-- Information provided follows --
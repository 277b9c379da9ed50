//! Ribbon curve evaluators.
//!
//! Both variants are pure functions of `(seed, config, strand, u)` (plus the animation clock for
//! the canvas variant); nothing here reads shared mutable state.

/// Gradient stops and color formatting.
pub mod color;
/// Canvas ribbon configuration.
pub mod config;
/// Elliptical-arc evaluator for the static exporter.
pub mod elliptic;
/// Seed-derived phases and seed streams.
pub mod seed;
/// Vertical-scan evaluator for the canvas renderer.
pub mod vertical;
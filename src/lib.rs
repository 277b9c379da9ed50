//! Procedural twisted-ribbon line art.
//!
//! Two front ends share one family of curve evaluators:
//!
//! - [`RibbonRenderer`] animates a vertical ribbon of strands on any [`DrawSurface`], driven one
//!   tick at a time by a host [`FrameScheduler`].
//! - [`export_batch`] writes a batch of static SVG ribbons traced along elliptical arcs.
//!
//! Every curve is a pure function of seed, configuration, strand index, curve parameter and
//! (for the animated variant) the animation clock.
#![forbid(unsafe_code)]

/// Curve evaluators and their configuration.
pub mod curve;
/// Static SVG export.
pub mod export;
/// Shared primitives: geometry types, errors, easing and hashing.
pub mod foundation;
/// Animated canvas renderer and its host seams.
pub mod render;

pub use crate::curve::color::{Gradient3, Rgba};
pub use crate::curve::config::{
    LateralWindow, LoopWindow, RibbonConfig, Ripple, TorsionField, TwistWindow,
};
pub use crate::curve::elliptic::{EllipticConfig, EllipticEvaluator, ProjectedStrand};
pub use crate::curve::seed::{SeedSequence, SeedState};
pub use crate::curve::vertical::VerticalEvaluator;
pub use crate::export::batch::{
    ExportOpts, ExportReport, ExportedFile, GeneratedRibbon, export_batch, generate_ribbon,
};
pub use crate::foundation::core::{FrameIndex, Point, Point3, ViewportGeometry};
pub use crate::foundation::error::{RibbonError, RibbonResult};
pub use crate::render::cpu::CpuSurface;
pub use crate::render::pipeline::{DriveStats, drive_frames, render_to_sink};
pub use crate::render::renderer::{FrameOutcome, RendererOpts, ResizeOutcome, RibbonRenderer};
pub use crate::render::scheduler::{FrameQueue, FrameScheduler};
pub use crate::render::sink::{FrameSink, InMemorySink, PngSequenceSink, SinkConfig};
pub use crate::render::surface::{DrawSurface, FrameRGBA, RecordingSurface, StrokeStyle};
-- Information provided concluded --
:: Work to be completed ::
Filter by the word "seed": copy every line of the data that holds it.

:: The answer ::
//! Both variants are pure functions of `(seed, config, strand, u)` (plus the animation clock for
/// Seed-derived phases and seed streams.
pub mod seed;
//! Every curve is a pure function of seed, configuration, strand index, curve parameter and
pub use crate::curve::seed::{SeedSequence, SeedState};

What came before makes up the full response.